The North American Lake Management Society’s (NALMS) 43rd International Symposium took place October 22-26, 2023, at the Bayfront Convention Center in Erie, Pennsylvania. This year’s theme was Great Lakes, Local Solutions.
The Chautauqua Lake Association had the privilege of serving on the planning committee and was also invited to speak at this year’s event. On day two of the conference, Doug Conroe and Heather Nolan-Caskey delivered a presentation about the versatility of the CLA’s services and how its equipment is used to multi-task based on the current needs of Chautauqua Lake.
Download our full presentation here.
A Unique Perspective
The conference opened with remarks from Jason Corwin, a Professor at the University of Buffalo, who is of Seneca Nation heritage. He discussed the long-standing relationships that indigenous peoples have with the environment and water. Their unique perspectives on aquatic ecosystems provide critical viewpoints on conservation management at a time when environmental threats of all sizes exist.
An array of topics were covered throughout the course of the three day conference and attendees were welcome to migrate between topics of interest.
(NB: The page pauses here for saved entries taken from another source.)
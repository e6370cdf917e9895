//! Transport Seam
//!
//! The connection core talks to its peer through [`Transport`]. Production
//! connections use [`WebSocketTransport`], which wraps an upgraded axum
//! socket; tests substitute an in-memory implementation.
//!
//! Control frames stay inside the transport: pings are answered by axum,
//! pongs are dropped, and keep-alive pings are sent while waiting for input.
//! None of them reach the core or count as activity.

use std::collections::VecDeque;
use std::future::Future;
use std::time::Duration;

use axum::extract::ws::{self, WebSocket};
use futures_util::SinkExt;
use tokio::time::{Interval, MissedTickBehavior};
use tokio_tungstenite::tungstenite::error::{CapacityError, Error as WsError};

use crate::protocol::error::TransportError;
use crate::protocol::wire::{CloseFrame, Fragment, Inbound, Message, MessageKind};

/// Bidirectional message transport owned by a single connection handler.
///
/// Implementations are driven strictly sequentially: at most one of the
/// three operations is in flight at any time.
pub trait Transport: Send + 'static {
    /// Next fragment or close frame. `None` means the stream ended without a
    /// close handshake. Must be cancel-safe: dropping the future loses no data.
    fn recv(&mut self) -> impl Future<Output = Option<Result<Inbound, TransportError>>> + Send;

    /// Send one complete message.
    fn send(&mut self, message: Message) -> impl Future<Output = Result<(), TransportError>> + Send;

    /// Start (or, after a peer close, complete) the close handshake.
    fn close(
        &mut self,
        frame: Option<CloseFrame>,
    ) -> impl Future<Output = Result<(), TransportError>> + Send;
}

/// Split a complete message into fragments of at most `chunk_size` bytes.
///
/// An empty message becomes one empty final fragment.
pub fn fragment(kind: MessageKind, data: Vec<u8>, chunk_size: usize) -> VecDeque<Fragment> {
    if data.len() <= chunk_size {
        return VecDeque::from([Fragment::new(kind, data, true)]);
    }
    let count = data.len().div_ceil(chunk_size);
    data.chunks(chunk_size)
        .enumerate()
        .map(|(i, chunk)| Fragment::new(kind, chunk.to_vec(), i + 1 == count))
        .collect()
}

/// [`Transport`] over an upgraded axum WebSocket.
///
/// Reads go through a fixed-size receive buffer: each inbound message is
/// handed to the core in fragments of `receive_buffer_size` bytes.
pub struct WebSocketTransport {
    socket: WebSocket,
    receive_buffer_size: usize,
    pending: VecDeque<Fragment>,
    keep_alive: Option<Interval>,
    close_received: bool,
}

impl WebSocketTransport {
    pub fn new(
        socket: WebSocket,
        receive_buffer_size: usize,
        keep_alive_interval: Option<Duration>,
    ) -> Self {
        let keep_alive = keep_alive_interval.map(|period| {
            let mut interval =
                tokio::time::interval_at(tokio::time::Instant::now() + period, period);
            interval.set_missed_tick_behavior(MissedTickBehavior::Delay);
            interval
        });
        WebSocketTransport {
            socket,
            receive_buffer_size: receive_buffer_size.max(1),
            pending: VecDeque::new(),
            keep_alive,
            close_received: false,
        }
    }
}

/// Classify a socket read failure.
///
/// A message over the socket's size limit surfaces as a tungstenite capacity
/// error; it is reported with its size so the connection closes with 1009.
fn read_error(e: axum::Error) -> TransportError {
    let message = e.to_string();
    let inner = e.into_inner();
    if let Some(WsError::Capacity(CapacityError::MessageTooLong { size, .. })) =
        inner.downcast_ref::<WsError>()
    {
        return TransportError::message_too_long(*size, message);
    }
    // The error text is the fallback when axum links another tungstenite
    match too_long_size(&message) {
        Some(size) => TransportError::message_too_long(size, message),
        None => TransportError::new(message),
    }
}

/// Size from a "Message too long: <size> > <max>" capacity message
fn too_long_size(message: &str) -> Option<usize> {
    let (_, rest) = message.split_once("Message too long: ")?;
    rest.split_whitespace().next()?.parse().ok()
}

enum SocketEvent {
    KeepAlive,
    Frame(Option<Result<ws::Message, axum::Error>>),
}

impl Transport for WebSocketTransport {
    async fn recv(&mut self) -> Option<Result<Inbound, TransportError>> {
        loop {
            if let Some(fragment) = self.pending.pop_front() {
                return Some(Ok(Inbound::Fragment(fragment)));
            }

            let Self {
                socket, keep_alive, ..
            } = self;
            let event = match keep_alive {
                Some(interval) => tokio::select! {
                    _ = interval.tick() => SocketEvent::KeepAlive,
                    frame = socket.recv() => SocketEvent::Frame(frame),
                },
                None => SocketEvent::Frame(socket.recv().await),
            };

            match event {
                SocketEvent::KeepAlive => {
                    if let Err(e) = self.socket.send(ws::Message::Ping(Vec::new())).await {
                        return Some(Err(TransportError::new(e.to_string())));
                    }
                }
                SocketEvent::Frame(None) => return None,
                SocketEvent::Frame(Some(Err(e))) => return Some(Err(read_error(e))),
                SocketEvent::Frame(Some(Ok(message))) => match message {
                    ws::Message::Text(text) => {
                        self.pending = fragment(
                            MessageKind::Text,
                            text.into_bytes(),
                            self.receive_buffer_size,
                        );
                    }
                    ws::Message::Binary(data) => {
                        self.pending =
                            fragment(MessageKind::Binary, data, self.receive_buffer_size);
                    }
                    ws::Message::Close(frame) => {
                        self.close_received = true;
                        return Some(Ok(Inbound::Close(frame.map(|f| CloseFrame {
                            code: f.code,
                            reason: f.reason.into_owned(),
                        }))));
                    }
                    // Pings are answered by axum
                    ws::Message::Ping(_) | ws::Message::Pong(_) => {}
                },
            }
        }
    }

    async fn send(&mut self, message: Message) -> Result<(), TransportError> {
        let frame = match message.kind {
            MessageKind::Text => ws::Message::Text(
                String::from_utf8(message.data)
                    .map_err(|e| TransportError::new(format!("invalid UTF-8 in text frame: {e}")))?,
            ),
            MessageKind::Binary => ws::Message::Binary(message.data),
        };
        self.socket
            .send(frame)
            .await
            .map_err(|e| TransportError::new(e.to_string()))
    }

    async fn close(&mut self, frame: Option<CloseFrame>) -> Result<(), TransportError> {
        if self.close_received {
            // The close reply was queued when the peer's frame was read
            return SinkExt::close(&mut self.socket)
                .await
                .map_err(|e| TransportError::new(e.to_string()));
        }
        let frame = frame.map(|f| ws::CloseFrame {
            code: f.code,
            reason: f.reason.into(),
        });
        self.socket
            .send(ws::Message::Close(frame))
            .await
            .map_err(|e| TransportError::new(e.to_string()))?;
        // Wait for the peer's close reply; anything else is discarded
        while let Some(message) = self.socket.recv().await {
            match message {
                Ok(ws::Message::Close(_)) => break,
                Ok(_) => continue,
                Err(e) => return Err(TransportError::new(e.to_string())),
            }
        }
        Ok(())
    }
}
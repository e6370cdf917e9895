//! Connection registry tests with live connection handlers.

mod common;

use std::sync::Arc;
use std::time::Duration;

use rand::rngs::StdRng;
use rand::{Rng, SeedableRng};
use tokio_util::sync::CancellationToken;

use common::{no_timeouts, pair_with, Peer, TransportEvent};
use dashstream::connection::{ConnectionHandler, ConnectionRegistry};
use dashstream::protocol::wire::close_code;
use dashstream::MockDataGenerator;

const SWEEP_TIMEOUT: Duration = Duration::from_secs(5);

/// Start `n` connections; the ones flagged in `failing` fail their close handshake.
fn start_many(
    registry: &Arc<ConnectionRegistry>,
    shutdown: &CancellationToken,
    failing: &[bool],
) -> Vec<Peer> {
    failing
        .iter()
        .map(|&fail_close| {
            let (transport, peer) = pair_with(fail_close);
            let handler = ConnectionHandler::accept(
                transport,
                Arc::clone(registry),
                Arc::new(MockDataGenerator::new()),
                no_timeouts(),
                shutdown,
            );
            tokio::spawn(handler.run());
            peer
        })
        .collect()
}

#[tokio::test]
async fn test_close_all_with_random_failures_empties_registry() {
    let registry = Arc::new(ConnectionRegistry::new());
    let shutdown = CancellationToken::new();
    let mut rng = StdRng::seed_from_u64(0x5eed);
    let failing: Vec<bool> = (0..50).map(|_| rng.gen_bool(0.3)).collect();
    let expected_failures = failing.iter().filter(|&&f| f).count();

    let mut peers = start_many(&registry, &shutdown, &failing);
    assert_eq!(registry.count(), 50);

    let report = registry.close_all(SWEEP_TIMEOUT).await;

    assert_eq!(report.attempted(), 50);
    assert_eq!(report.failed.len(), expected_failures);
    assert_eq!(report.closed, 50 - expected_failures);
    assert_eq!(registry.count(), 0);

    // Every transport saw a 1001 close attempt and was released
    for peer in &mut peers {
        let events = peer.until_released().await;
        assert_eq!(events.last(), Some(&TransportEvent::Released));
        let closed = events.iter().find_map(|e| match e {
            TransportEvent::Closed(frame) => frame.clone(),
            _ => None,
        });
        assert_eq!(closed.map(|f| f.code), Some(close_code::AWAY));
    }
}

#[tokio::test]
async fn test_close_all_reports_failure_reasons() {
    let registry = Arc::new(ConnectionRegistry::new());
    let shutdown = CancellationToken::new();
    let _peers = start_many(&registry, &shutdown, &[true, false]);

    let report = registry.close_all(SWEEP_TIMEOUT).await;
    assert_eq!(report.closed, 1);
    assert_eq!(report.failed.len(), 1);
    assert!(report.failed[0].1.contains("close handshake failed"));
}

#[tokio::test]
async fn test_close_all_leaves_unrelated_shutdown_token_alone() {
    let registry = Arc::new(ConnectionRegistry::new());
    let shutdown = CancellationToken::new();
    let _peers = start_many(&registry, &shutdown, &[false, false, false]);

    registry.close_all(SWEEP_TIMEOUT).await;
    // Only the per-connection child tokens are cancelled
    assert!(!shutdown.is_cancelled());
    assert!(registry.is_empty());
}

#[tokio::test]
async fn test_connections_closing_during_sweep() {
    let registry = Arc::new(ConnectionRegistry::new());
    let shutdown = CancellationToken::new();
    let peers = start_many(&registry, &shutdown, &[false; 10]);

    // Half the clients leave on their own while the sweep runs
    for peer in peers.iter().step_by(2) {
        peer.close(None);
    }
    let report = registry.close_all(SWEEP_TIMEOUT).await;

    assert!(report.failed.is_empty(), "failures: {:?}", report.failed);
    assert_eq!(registry.count(), 0);
}

#[tokio::test]
async fn test_deregister_twice_is_harmless() {
    let registry = Arc::new(ConnectionRegistry::new());
    let shutdown = CancellationToken::new();
    let mut peers = start_many(&registry, &shutdown, &[false]);
    let id = registry.ids().pop().unwrap();

    assert!(registry.deregister(&id));
    assert!(!registry.deregister(&id));

    // The handler's own cleanup later finds nothing to remove
    peers[0].close(None);
    peers[0].until_released().await;
    assert!(registry.is_empty());
}

#[tokio::test]
async fn test_registry_shared_across_tasks() {
    let registry = Arc::new(ConnectionRegistry::new());
    let shutdown = CancellationToken::new();

    let mut joins = Vec::new();
    for _ in 0..8 {
        let registry = Arc::clone(&registry);
        let shutdown = shutdown.clone();
        joins.push(tokio::spawn(async move {
            start_many(&registry, &shutdown, &[false; 16])
        }));
    }
    let mut peers = Vec::new();
    for join in joins {
        peers.extend(join.await.unwrap());
    }

    assert_eq!(registry.count(), 128);
    let mut ids = registry.ids();
    ids.sort();
    ids.dedup();
    assert_eq!(ids.len(), 128);

    shutdown.cancel();
    registry.close_all(SWEEP_TIMEOUT).await;
    assert!(registry.is_empty());
}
Presentations included AIS Prevention, Nitrogen Monitoring & Removal, Plant & Mussel Management, Sediment Nutrients, Mapping, Roads Salts, Hydrilla, HABs and Climate Change.
Below, CLA Executive Director Doug Conroe (DC) and Heather Nolan-Caskey (HN) share a recap of their top takeaways from the 43rd annual NALMS symposium.
1. Invest in Spread Prevention
HN: One statement that jumped out at me: $1 towards prevention = $100 in control methods once invasives are introduced. This refers to aquatic invasive species prevention and confirms the value of our steward program.
It was also noted that Minnesota has a state Environmental Trust Fund set up from lottery proceeds which funds all state-wide lake and watershed projects. I believe there are other states that utilize funds from the lotto. This might be worth looking into for future funding.
2. HAB Behaviors, Invasives & Nutrient Reduction
DC: Every session included an Algal Bloom and Harmful Algal Bloom component. Researchers from around the nation presented on algal behavior and various mitigation techniques. Heather and I attended many of those topical presentations.
Another session of particular interest, included management of phosphorus releases from the sediment into the water column, which could reduce a cause of algal blooms. This was referenced in discussions of what’s happening on Lake Erie and how they are dealing with algal blooms.
There were also topical presentations on utilizing stormwater wetlands to stop nutrients from reaching waterbodies. It was quite interesting to observe how one community has daisy-chained wetland installations to achieve nutrient reduction goals.
The installation of lakeside buffer zone plantings was another stormwater flow nutrient reduction action that was determined to be important for a lake’s health.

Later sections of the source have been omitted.